# [DATA FOR PROCESSING]
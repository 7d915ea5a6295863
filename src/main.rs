use std::net::SocketAddr;

use tracing::{info, warn};

use axum::Router;
use clap::Parser;
use http::{
    HeaderName, Method,
    header::{AUTHORIZATION, CONTENT_TYPE},
};
use tokio::net::TcpListener;
use tower_http::cors::{Any, CorsLayer};
use tower_http::set_header::SetResponseHeaderLayer;

use anyhow::anyhow;

use vox_gateway::{ServerConfig, routes, state::AppState};

/// VOX Gateway - Gemini Live voice session bridge
#[derive(Parser, Debug)]
#[command(name = "vox-gateway")]
#[command(version, about, long_about = None)]
struct Cli {
    /// Bind address (overrides HOST)
    #[arg(long = "host", value_name = "ADDR")]
    host: Option<String>,

    /// Listen port (overrides PORT)
    #[arg(short = 'p', long = "port", value_name = "PORT")]
    port: Option<u16>,
}

#[tokio::main]
async fn main() -> anyhow::Result<()> {
    // Load .env file if it exists (must be done before config loading)
    let _ = dotenvy::dotenv();

    // Initialize tracing
    tracing_subscriber::fmt::init();

    // Initialize crypto provider for TLS connections
    // This must be done before any TLS connections are attempted
    rustls::crypto::ring::default_provider()
        .install_default()
        .map_err(|_| anyhow!("Failed to install default crypto provider"))?;

    // Parse CLI arguments
    let cli = Cli::parse();

    // Load configuration from environment
    let mut config = ServerConfig::from_env().map_err(|e| anyhow!(e.to_string()))?;
    if let Some(host) = cli.host {
        config.host = host;
    }
    if let Some(port) = cli.port {
        config.port = port;
    }

    if config.has_gemini_credential() {
        info!("Gemini API key loaded: {}", config.redacted_gemini_key());
    } else {
        warn!("GEMINI_API_KEY not found, Gemini bridge sessions will be refused");
    }

    let address = config.address();
    let cors_origins = config.cors_allowed_origins.clone();
    println!("Starting server on {address}");

    // Create application state
    let app_state = std::sync::Arc::new(AppState::new(config));

    // Configure CORS
    let cors_layer = if let Some(ref origins) = cors_origins {
        if origins == "*" {
            CorsLayer::new()
                .allow_origin(Any)
                .allow_methods([Method::GET, Method::POST, Method::OPTIONS])
                .allow_headers([
                    AUTHORIZATION,
                    CONTENT_TYPE,
                    HeaderName::from_static("x-requested-with"),
                ])
                .allow_credentials(false)
        } else {
            // Parse comma-separated origins
            let origins: Vec<_> = origins
                .split(',')
                .filter_map(|s| s.trim().parse().ok())
                .collect();
            CorsLayer::new()
                .allow_origin(origins)
                .allow_methods([Method::GET, Method::POST, Method::OPTIONS])
                .allow_headers([
                    AUTHORIZATION,
                    CONTENT_TYPE,
                    HeaderName::from_static("x-requested-with"),
                ])
                .allow_credentials(true)
        }
    } else {
        // No CORS configured, same-origin only
        info!(
            "CORS not configured, defaulting to same-origin only. \
             Set CORS_ALLOWED_ORIGINS to enable cross-origin access."
        );
        CorsLayer::new()
            .allow_methods([Method::GET, Method::POST, Method::OPTIONS])
            .allow_headers([AUTHORIZATION, CONTENT_TYPE])
            .allow_credentials(false)
    };

    // Security headers
    let security_headers = tower::ServiceBuilder::new()
        .layer(SetResponseHeaderLayer::overriding(
            http::header::X_CONTENT_TYPE_OPTIONS,
            http::HeaderValue::from_static("nosniff"),
        ))
        .layer(SetResponseHeaderLayer::overriding(
            http::header::X_FRAME_OPTIONS,
            http::HeaderValue::from_static("DENY"),
        ));

    // Combine routes: health + bridge WebSocket
    let app: Router = routes::api::create_api_router()
        .merge(routes::gemini::create_gemini_router())
        .with_state(app_state)
        .layer(cors_layer)
        .layer(security_headers);

    // Parse socket address
    let socket_addr: SocketAddr = address
        .parse()
        .map_err(|e| anyhow!("Invalid server address '{}': {}", address, e))?;

    println!("Server listening on http://{}", socket_addr);

    let listener = TcpListener::bind(&socket_addr).await?;
    axum::serve(listener, app.into_make_service()).await?;

    Ok(())
}
//! Route configuration modules

pub mod api;
pub mod gemini;
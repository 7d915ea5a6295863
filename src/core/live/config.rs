//! Gemini Live API configuration types.
//!
//! This module contains configuration types for Google's Live (Bidi streaming)
//! API: endpoint constants, model defaults, and the per-session configuration
//! captured from the client's `gemini_config` message.

use serde::{Deserialize, Serialize};

/// Gemini Live API WebSocket endpoint.
pub const LIVE_API_URL: &str =
    "wss://generativelanguage.googleapis.com/ws/google.ai.generativelanguage.v1beta.GenerativeService.BidiGenerateContent";

/// Default model when the client does not specify one.
pub const DEFAULT_LIVE_MODEL: &str = "models/gemini-2.5-flash-native-audio-preview-09-2025";

/// Sample rate for microphone uplink audio.
pub const LIVE_INPUT_SAMPLE_RATE: u32 = 16000;

/// Mime type tag sent with every uplink audio chunk.
pub const LIVE_INPUT_MIME_TYPE: &str = "audio/pcm;rate=16000";

/// Mime type prefix identifying downlink audio parts.
pub const LIVE_OUTPUT_AUDIO_PREFIX: &str = "audio/pcm";

/// Fixed cap on response length sent in the setup payload.
pub const LIVE_MAX_OUTPUT_TOKENS: u32 = 4096;

/// Per-session configuration for one upstream Live connection.
///
/// Built once from the first `gemini_config` message and never mutated; the
/// upstream socket embeds these values at setup time and must not be reused
/// across sessions.
#[derive(Debug, Clone, Default, Serialize, Deserialize)]
pub struct LiveConfig {
    /// API key for authentication
    pub api_key: String,

    /// WebSocket endpoint (overridable for tests)
    #[serde(default)]
    pub endpoint: String,

    /// Model identifier (e.g. "models/gemini-2.5-flash-native-audio-preview-09-2025")
    #[serde(default)]
    pub model: String,

    /// System instruction text for the persona
    #[serde(default)]
    pub system_prompt: String,

    /// Prebuilt voice name for audio output
    #[serde(default)]
    pub voice: Option<String>,

    /// Temperature for response generation, clamped to [0.0, 2.0] at setup time
    #[serde(default)]
    pub temperature: Option<f32>,

    /// Request TEXT modality alongside AUDIO (debug mode)
    #[serde(default)]
    pub debug_text: bool,

    /// Safety settings passed through to the setup payload verbatim
    #[serde(default)]
    pub safety_settings: Option<serde_json::Value>,
}

impl LiveConfig {
    /// Endpoint to connect to, falling back to the production URL.
    pub fn endpoint(&self) -> &str {
        if self.endpoint.is_empty() {
            LIVE_API_URL
        } else {
            &self.endpoint
        }
    }

    /// Model identifier, falling back to the default native-audio model.
    pub fn model(&self) -> &str {
        if self.model.is_empty() {
            DEFAULT_LIVE_MODEL
        } else {
            &self.model
        }
    }

    /// Response modalities for the setup payload.
    ///
    /// Native audio models are always driven in AUDIO modality; debug mode
    /// additionally requests TEXT so transcript-less models can be inspected.
    pub fn response_modalities(&self) -> Vec<&'static str> {
        if self.debug_text {
            vec!["AUDIO", "TEXT"]
        } else {
            vec!["AUDIO"]
        }
    }

    /// Temperature clamped to the API's accepted range.
    pub fn clamped_temperature(&self) -> Option<f32> {
        self.temperature.map(|t| t.clamp(0.0, 2.0))
    }
}

#[cfg(test)]
mod tests {
    use super::*;

    #[test]
    fn test_endpoint_default() {
        let config = LiveConfig::default();
        assert_eq!(config.endpoint(), LIVE_API_URL);

        let config = LiveConfig {
            endpoint: "ws://127.0.0.1:9999/bidi".to_string(),
            ..Default::default()
        };
        assert_eq!(config.endpoint(), "ws://127.0.0.1:9999/bidi");
    }

    #[test]
    fn test_model_default() {
        let config = LiveConfig::default();
        assert_eq!(config.model(), DEFAULT_LIVE_MODEL);

        let config = LiveConfig {
            model: "m1".to_string(),
            ..Default::default()
        };
        assert_eq!(config.model(), "m1");
    }

    #[test]
    fn test_response_modalities() {
        let config = LiveConfig::default();
        assert_eq!(config.response_modalities(), vec!["AUDIO"]);

        let config = LiveConfig {
            debug_text: true,
            ..Default::default()
        };
        assert_eq!(config.response_modalities(), vec!["AUDIO", "TEXT"]);
    }

    #[test]
    fn test_temperature_clamping() {
        let mut config = LiveConfig {
            temperature: Some(0.7),
            ..Default::default()
        };
        assert_eq!(config.clamped_temperature(), Some(0.7));

        config.temperature = Some(5.0);
        assert_eq!(config.clamped_temperature(), Some(2.0));

        config.temperature = Some(-1.0);
        assert_eq!(config.clamped_temperature(), Some(0.0));

        config.temperature = None;
        assert_eq!(config.clamped_temperature(), None);
    }

    #[test]
    fn test_uplink_mime_type_matches_sample_rate() {
        assert_eq!(
            LIVE_INPUT_MIME_TYPE,
            format!("audio/pcm;rate={LIVE_INPUT_SAMPLE_RATE}")
        );
    }
}
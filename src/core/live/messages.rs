//! Gemini Live API WebSocket message types.
//!
//! This module defines the JSON frames exchanged with the Bidi streaming
//! service and the translation of downlink content into discrete events.
//!
//! # Protocol Overview
//!
//! Client frames (sent to the service):
//! - `{setup: ...}` - one-time session setup (model, system instruction, generation config)
//! - `{clientContent: ...}` - a complete user text turn
//! - `{realtimeInput: ...}` - a streaming microphone audio chunk
//!
//! Server frames (received from the service) are not tagged by type; the
//! service populates whichever top-level fields apply:
//! - `usageMetadata` - token accounting
//! - `setupComplete` - setup acknowledgment
//! - `serverContent` - the main payload carrier (audio, text, transcription,
//!   safety, finish and turn lifecycle signals - several may appear at once)

use serde::{Deserialize, Serialize};
use serde_json::Value;

use super::config::{LIVE_INPUT_MIME_TYPE, LIVE_MAX_OUTPUT_TOKENS, LIVE_OUTPUT_AUDIO_PREFIX, LiveConfig};

// =============================================================================
// Uplink Frames (Bridge -> Live service)
// =============================================================================

/// A JSON frame sent to the Live service.
///
/// External tagging yields the single-key objects the Bidi protocol expects,
/// e.g. `{"setup": {...}}`.
#[derive(Debug, Clone, Serialize)]
pub enum ClientFrame {
    /// Session setup handshake; must be the first frame on any connection.
    #[serde(rename = "setup")]
    Setup(Setup),

    /// A complete user turn carrying text.
    #[serde(rename = "clientContent")]
    ClientContent(ClientContent),

    /// A streaming microphone audio chunk.
    #[serde(rename = "realtimeInput")]
    RealtimeInput(RealtimeInput),
}

/// BidiGenerateContentSetup payload.
#[derive(Debug, Clone, Serialize)]
#[serde(rename_all = "camelCase")]
pub struct Setup {
    /// Model identifier
    pub model: String,
    /// System instruction for the persona
    pub system_instruction: Content,
    /// Generation parameters
    pub generation_config: GenerationConfig,
    /// Request transcriptions of audio output; always sent, even when empty
    pub output_audio_transcription: OutputTranscriptionRequest,
    /// Safety settings passthrough
    #[serde(skip_serializing_if = "Option::is_none")]
    pub safety_settings: Option<Value>,
}

/// Empty object requesting output-audio transcription.
#[derive(Debug, Clone, Default, Serialize)]
pub struct OutputTranscriptionRequest {}

/// Generation parameters for the setup payload.
#[derive(Debug, Clone, Serialize)]
#[serde(rename_all = "camelCase")]
pub struct GenerationConfig {
    /// Response modalities (AUDIO, plus TEXT in debug mode)
    pub response_modalities: Vec<String>,
    /// Fixed response length cap
    pub max_output_tokens: u32,
    /// Temperature, already clamped to [0.0, 2.0]
    #[serde(skip_serializing_if = "Option::is_none")]
    pub temperature: Option<f32>,
    /// Voice selection; only present when audio modality is requested
    #[serde(skip_serializing_if = "Option::is_none")]
    pub speech_config: Option<SpeechConfig>,
}

/// Speech synthesis configuration.
#[derive(Debug, Clone, Serialize)]
#[serde(rename_all = "camelCase")]
pub struct SpeechConfig {
    pub voice_config: VoiceConfig,
}

/// Voice selection wrapper.
#[derive(Debug, Clone, Serialize)]
#[serde(rename_all = "camelCase")]
pub struct VoiceConfig {
    pub prebuilt_voice_config: PrebuiltVoiceConfig,
}

/// Prebuilt voice selection.
///
/// The service accepts the snake_case `voice_name` key here, unlike the rest
/// of the protocol.
#[derive(Debug, Clone, Serialize)]
pub struct PrebuiltVoiceConfig {
    pub voice_name: String,
}

/// Content block: an ordered list of parts.
#[derive(Debug, Clone, Serialize)]
pub struct Content {
    pub parts: Vec<TextPart>,
}

/// A text-only part.
#[derive(Debug, Clone, Serialize)]
pub struct TextPart {
    pub text: String,
}

/// BidiGenerateContentClientContent payload: a complete user turn.
#[derive(Debug, Clone, Serialize)]
#[serde(rename_all = "camelCase")]
pub struct ClientContent {
    pub turns: Vec<Turn>,
    pub turn_complete: bool,
}

/// One conversational turn.
#[derive(Debug, Clone, Serialize)]
pub struct Turn {
    pub role: String,
    pub parts: Vec<TextPart>,
}

/// BidiGenerateContentRealtimeInput payload: streaming audio.
#[derive(Debug, Clone, Serialize)]
pub struct RealtimeInput {
    pub audio: AudioBlob,
}

/// Base64 PCM audio tagged with its mime type.
#[derive(Debug, Clone, Serialize)]
#[serde(rename_all = "camelCase")]
pub struct AudioBlob {
    pub mime_type: String,
    pub data: String,
}

impl ClientFrame {
    /// Build the setup frame for a session configuration.
    pub fn setup(config: &LiveConfig) -> Self {
        let modalities: Vec<String> = config
            .response_modalities()
            .into_iter()
            .map(str::to_string)
            .collect();

        // Voice selection only applies when audio output is requested.
        let speech_config = if modalities.iter().any(|m| m == "AUDIO") {
            config.voice.as_ref().map(|voice| SpeechConfig {
                voice_config: VoiceConfig {
                    prebuilt_voice_config: PrebuiltVoiceConfig {
                        voice_name: voice.clone(),
                    },
                },
            })
        } else {
            None
        };

        ClientFrame::Setup(Setup {
            model: config.model().to_string(),
            system_instruction: Content {
                parts: vec![TextPart {
                    text: config.system_prompt.clone(),
                }],
            },
            generation_config: GenerationConfig {
                response_modalities: modalities,
                max_output_tokens: LIVE_MAX_OUTPUT_TOKENS,
                temperature: config.clamped_temperature(),
                speech_config,
            },
            output_audio_transcription: OutputTranscriptionRequest::default(),
            safety_settings: config.safety_settings.clone(),
        })
    }

    /// Build a complete-turn text frame.
    pub fn user_text(text: &str) -> Self {
        ClientFrame::ClientContent(ClientContent {
            turns: vec![Turn {
                role: "user".to_string(),
                parts: vec![TextPart {
                    text: text.to_string(),
                }],
            }],
            turn_complete: true,
        })
    }

    /// Build a streaming audio frame from a base64 PCM chunk (16kHz mono).
    pub fn user_audio(base64_data: &str) -> Self {
        ClientFrame::RealtimeInput(RealtimeInput {
            audio: AudioBlob {
                mime_type: LIVE_INPUT_MIME_TYPE.to_string(),
                data: base64_data.to_string(),
            },
        })
    }
}

// =============================================================================
// Downlink Frames (Live service -> Bridge)
// =============================================================================

/// The `serverContent` payload of a downlink frame.
///
/// Every field is optional and several may be populated in a single frame;
/// translation therefore runs independent checks over all of them rather
/// than dispatching on a single discriminant.
#[derive(Debug, Clone, Default, Deserialize)]
#[serde(rename_all = "camelCase", default)]
pub struct ServerContent {
    pub finish_reason: Option<Value>,
    pub stop_reason: Option<Value>,
    pub safety_ratings: Option<Value>,
    pub output_transcription: Option<OutputTranscription>,
    pub model_turn: Option<ModelTurn>,
    pub interrupted: Option<Value>,
    pub generation_complete: Option<Value>,
    pub turn_complete: Option<Value>,
}

/// Transcription of the model's audio output.
#[derive(Debug, Clone, Default, Deserialize)]
#[serde(default)]
pub struct OutputTranscription {
    pub text: Option<String>,
}

/// The model's streaming response parts.
#[derive(Debug, Clone, Default, Deserialize)]
#[serde(default)]
pub struct ModelTurn {
    pub parts: Vec<ModelPart>,
}

/// One part of a model turn: text and/or inline audio.
#[derive(Debug, Clone, Default, Deserialize)]
#[serde(rename_all = "camelCase", default)]
pub struct ModelPart {
    pub text: Option<String>,
    pub inline_data: Option<InlineData>,
}

/// Inline binary payload (base64) tagged with its mime type.
#[derive(Debug, Clone, Default, Deserialize)]
#[serde(rename_all = "camelCase", default)]
pub struct InlineData {
    pub mime_type: Option<String>,
    pub data: Option<String>,
}

impl ModelPart {
    /// Whether this part carries playable PCM audio.
    pub fn is_pcm_audio(&self) -> bool {
        self.inline_data
            .as_ref()
            .and_then(|d| d.mime_type.as_deref())
            .is_some_and(|m| m.starts_with(LIVE_OUTPUT_AUDIO_PREFIX))
    }
}

/// JavaScript-style truthiness for loosely typed signal fields.
///
/// The service sends `interrupted` / `generationComplete` / `turnComplete`
/// as booleans today, but the frames are version-evolving; treat any
/// non-empty, non-zero, non-false value as set.
pub fn is_truthy(value: &Value) -> bool {
    match value {
        Value::Null => false,
        Value::Bool(b) => *b,
        Value::Number(n) => n.as_f64().is_some_and(|f| f != 0.0),
        Value::String(s) => !s.is_empty(),
        Value::Array(_) | Value::Object(_) => true,
    }
}

/// A discrete event extracted from a `serverContent` payload.
#[derive(Debug, Clone, PartialEq)]
pub enum LiveContentEvent {
    /// Finish/stop diagnostics
    Finish {
        finish_reason: Option<Value>,
        stop_reason: Option<Value>,
    },
    /// Safety ratings for the current content
    Safety(Value),
    /// Transcription of the model's audio output
    Transcription(String),
    /// A text chunk from the model turn
    TextChunk(String),
    /// A base64 PCM audio chunk from the model turn
    AudioChunk(String),
    /// The model's output was interrupted (e.g. by voice activity)
    Interrupted,
    /// Generation for the current turn finished
    GenerationComplete,
    /// The current turn is complete
    TurnComplete,
}

/// Translate a `serverContent` payload into its ordered event sequence.
///
/// The checks are independent and non-exclusive: a single frame may yield
/// several events. Only the first text part and the first PCM audio part of
/// a model turn are surfaced.
pub fn content_events(content: &ServerContent) -> Vec<LiveContentEvent> {
    let mut events = Vec::new();

    if content.finish_reason.is_some() || content.stop_reason.is_some() {
        events.push(LiveContentEvent::Finish {
            finish_reason: content.finish_reason.clone(),
            stop_reason: content.stop_reason.clone(),
        });
    }

    if let Some(ratings) = &content.safety_ratings {
        events.push(LiveContentEvent::Safety(ratings.clone()));
    }

    if let Some(transcription) = &content.output_transcription
        && let Some(text) = &transcription.text
    {
        events.push(LiveContentEvent::Transcription(text.clone()));
    }

    if let Some(turn) = &content.model_turn {
        if let Some(text) = turn.parts.iter().find_map(|p| p.text.clone()) {
            events.push(LiveContentEvent::TextChunk(text));
        }

        if let Some(data) = turn
            .parts
            .iter()
            .find(|p| p.is_pcm_audio())
            .and_then(|p| p.inline_data.as_ref())
            .and_then(|d| d.data.clone())
        {
            events.push(LiveContentEvent::AudioChunk(data));
        }
    }

    if content.interrupted.as_ref().is_some_and(is_truthy) {
        events.push(LiveContentEvent::Interrupted);
    }

    if content.generation_complete.as_ref().is_some_and(is_truthy) {
        events.push(LiveContentEvent::GenerationComplete);
    }

    if content.turn_complete.as_ref().is_some_and(is_truthy) {
        events.push(LiveContentEvent::TurnComplete);
    }

    events
}
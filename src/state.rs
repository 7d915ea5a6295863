//! Shared application state.

use crate::config::ServerConfig;

/// Application state shared across all handlers.
///
/// Wrapped in an `Arc` by the router; holds only immutable configuration.
/// Bridge sessions keep their own per-connection state and never share it.
#[derive(Debug)]
pub struct AppState {
    /// Server configuration
    pub config: ServerConfig,
}

impl AppState {
    pub fn new(config: ServerConfig) -> Self {
        Self { config }
    }
}

#[cfg(test)]
mod tests {
    use super::*;

    #[test]
    fn test_state_holds_config() {
        let mut config = ServerConfig::default();
        config.port = 4000;
        let state = AppState::new(config);
        assert_eq!(state.config.port, 4000);
    }
}
/// Handle one bridged client connection.
async fn handle_gemini_socket(mut socket: WebSocket, app_state: Arc<AppState>) {
    if app_state.config.gemini_api_key.is_none() {
        error!("GEMINI_API_KEY is not set, closing WebSocket connection");
        let _ = socket.send(Message::Close(None)).await;
        return;
    }

    let session_id = uuid::Uuid::new_v4().to_string();
    info!(session_id = %session_id, "Gemini bridge client connected, waiting for initial config");

    let (mut sender, mut receiver) = socket.split();
    let (message_tx, mut message_rx) = mpsc::channel::<ClientRoute>(CHANNEL_BUFFER_SIZE);

    // Sender task for outgoing frames. Ends after a Close route so queued
    // frames flush before the socket closes.
    let sender_task = tokio::spawn(async move {
        while let Some(route) = message_rx.recv().await {
            let should_close = matches!(route, ClientRoute::Close);

            let result = match &route {
                ClientRoute::Event(event) => send_json(&mut sender, event).await,
                ClientRoute::Status(status) => send_json(&mut sender, status).await,
                ClientRoute::Error(err) => send_json(&mut sender, err).await,
                ClientRoute::Close => {
                    info!("Closing Gemini bridge WebSocket connection");
                    sender.send(Message::Close(None)).await
                }
            };

            if let Err(e) = result {
                error!("Failed to send WebSocket message: {}", e);
                break;
            }

            if should_close {
                break;
            }
        }
    });

    let mut session = BridgeSession::new();
    let mut live: Option<LiveClient> = None;

    // Downlink event channel. The sender half is handed to the upstream
    // connection once it exists; until then the receiver just stays idle.
    let (live_tx, mut live_rx) = mpsc::channel::<LiveEvent>(CHANNEL_BUFFER_SIZE);

    let setup_timeout = Duration::from_secs(app_state.config.gemini_setup_timeout_secs);
    let mut last_activity = std::time::Instant::now();

    loop {
        select! {
            msg_result = receiver.next() => {
                last_activity = std::time::Instant::now();

                match msg_result {
                    Some(Ok(msg)) => {
                        let continue_processing = process_client_message(
                            msg,
                            &mut session,
                            &mut live,
                            &live_tx,
                            &message_tx,
                            &app_state,
                        ).await;

                        if !continue_processing {
                            break;
                        }
                    }
                    Some(Err(e)) => {
                        warn!("Gemini bridge client WebSocket error: {}", e);
                        break;
                    }
                    None => {
                        info!("Gemini bridge client disconnected");
                        break;
                    }
                }
            }

            event = live_rx.recv() => {
                let Some(event) = event else {
                    warn!("Live event channel closed");
                    break;
                };

                let continue_processing =
                    process_live_event(event, &mut session, &message_tx).await;

                if !continue_processing {
                    break;
                }
            }

            _ = tokio::time::sleep(TICK_INTERVAL) => {
                if session.setup_ack_overdue(setup_timeout) {
                    warn!(
                        timeout_secs = setup_timeout.as_secs(),
                        "Gemini setup acknowledgement overdue, closing session"
                    );
                    let _ = message_tx
                        .send(ClientRoute::Error(ErrorFrame::setup_timeout()))
                        .await;
                    break;
                }

                if last_activity.elapsed() > IDLE_TIMEOUT {
                    warn!(
                        idle_secs = last_activity.elapsed().as_secs(),
                        "Gemini bridge connection idle, closing stale connection"
                    );
                    let _ = message_tx
                        .send(ClientRoute::Error(ErrorFrame::idle_timeout()))
                        .await;
                    break;
                }
            }
        }
    }

    // Teardown: both sockets go down together. Dropping the LiveClient aborts
    // its connection task; the Close route lets queued frames flush first.
    session.close();
    drop(live);

    let _ = message_tx.send(ClientRoute::Close).await;
    drop(message_tx);
    let _ = sender_task.await;

    info!(session_id = %session_id, "Gemini bridge session terminated");
}

/// Serialize a frame and write it to the client sink.
async fn send_json<T: Serialize>(
    sender: &mut SplitSink<WebSocket, Message>,
    payload: &T,
) -> Result<(), axum::Error> {
    match serde_json::to_string(payload) {
        Ok(json) => sender.send(Message::Text(json.into())).await,
        Err(e) => {
            error!("Failed to serialize outgoing frame: {}", e);
            Ok(())
        }
    }
}

/// Process one incoming client WebSocket message.
///
/// Returns false when the session should end.
async fn process_client_message(
    msg: Message,
    session: &mut BridgeSession,
    live: &mut Option<LiveClient>,
    live_tx: &mpsc::Sender<LiveEvent>,
    message_tx: &mpsc::Sender<ClientRoute>,
    app_state: &Arc<AppState>,
) -> bool {
    let text = match msg {
        Message::Text(text) => text.to_string(),
        // Binary frames get the same JSON treatment as text
        Message::Binary(data) => String::from_utf8_lossy(&data).into_owned(),
        Message::Ping(_) | Message::Pong(_) => return true,
        Message::Close(_) => {
            info!("Gemini bridge close received from client");
            return false;
        }
    };

    debug!("Received client message: {} bytes", text.len());

    let parsed = match parse_client_message(&text) {
        Ok(parsed) => parsed,
        Err(ClientParseError::InvalidJson) | Err(ClientParseError::MalformedPayload(_)) => {
            warn!("Failed to parse client message, expecting JSON object");
            let _ = message_tx
                .send(ClientRoute::Error(ErrorFrame::invalid_json()))
                .await;
            return true;
        }
        Err(ClientParseError::UnknownType(message_type)) => {
            warn!(message_type = %message_type, "Unknown message type from client");
            let frame = if session.accepts_config() {
                // Nothing has been configured yet, steer the client there
                ErrorFrame::config_not_processed()
            } else {
                ErrorFrame::unknown_type(&message_type)
            };
            let _ = message_tx.send(ClientRoute::Error(frame)).await;
            return true;
        }
    };

    match parsed {
        ClientMessage::Config(config) => {
            handle_config(config, session, live, live_tx, message_tx, app_state).await
        }
        ClientMessage::TextInput { text } => {
            if !session.is_active() {
                let _ = message_tx
                    .send(ClientRoute::Error(ErrorFrame::session_not_initialized()))
                    .await;
                return true;
            }
            let Some(client) = live else {
                let _ = message_tx
                    .send(ClientRoute::Error(ErrorFrame::session_not_initialized()))
                    .await;
                return true;
            };

            debug!("Forwarding user text turn upstream");
            if let Err(e) = client.send_text(&text).await {
                error!("Failed to send text to Live API: {}", e);
                let _ = message_tx
                    .send(ClientRoute::Error(ErrorFrame::upstream_error(
                        &e.to_string(),
                    )))
                    .await;
                return false;
            }
            true
        }
        ClientMessage::AudioInput { data } => {
            // A chunk without data is ignored outright
            let Some(data) = data else { return true };

            match session.gate_audio() {
                UplinkGate::NotReady => {
                    let _ = message_tx
                        .send(ClientRoute::Error(ErrorFrame::session_not_initialized()))
                        .await;
                    true
                }
                UplinkGate::DropWhileSpeaking => {
                    debug!("Dropping mic chunk while model is speaking");
                    let _ = message_tx
                        .send(ClientRoute::Event(
                            ServerEvent::uplink_dropped_model_speaking(),
                        ))
                        .await;
                    true
                }
                UplinkGate::Forward => {
                    let Some(client) = live else {
                        let _ = message_tx
                            .send(ClientRoute::Error(ErrorFrame::session_not_initialized()))
                            .await;
                        return true;
                    };

                    debug!("Forwarding mic chunk upstream: {} base64 bytes", data.len());
                    if let Err(e) = client.send_audio_chunk(&data).await {
                        error!("Failed to send audio to Live API: {}", e);
                        let _ = message_tx
                            .send(ClientRoute::Error(ErrorFrame::upstream_error(
                                &e.to_string(),
                            )))
                            .await;
                        return false;
                    }
                    true
                }
            }
        }
    }
}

# [EXERCISE OBJECTIVE]
Locate all lines in the listing above with the word "translation" and copy them.

# [WRITTEN ANSWER]
//! service and the translation of downlink content into discrete events.
/// translation therefore runs independent checks over all of them rather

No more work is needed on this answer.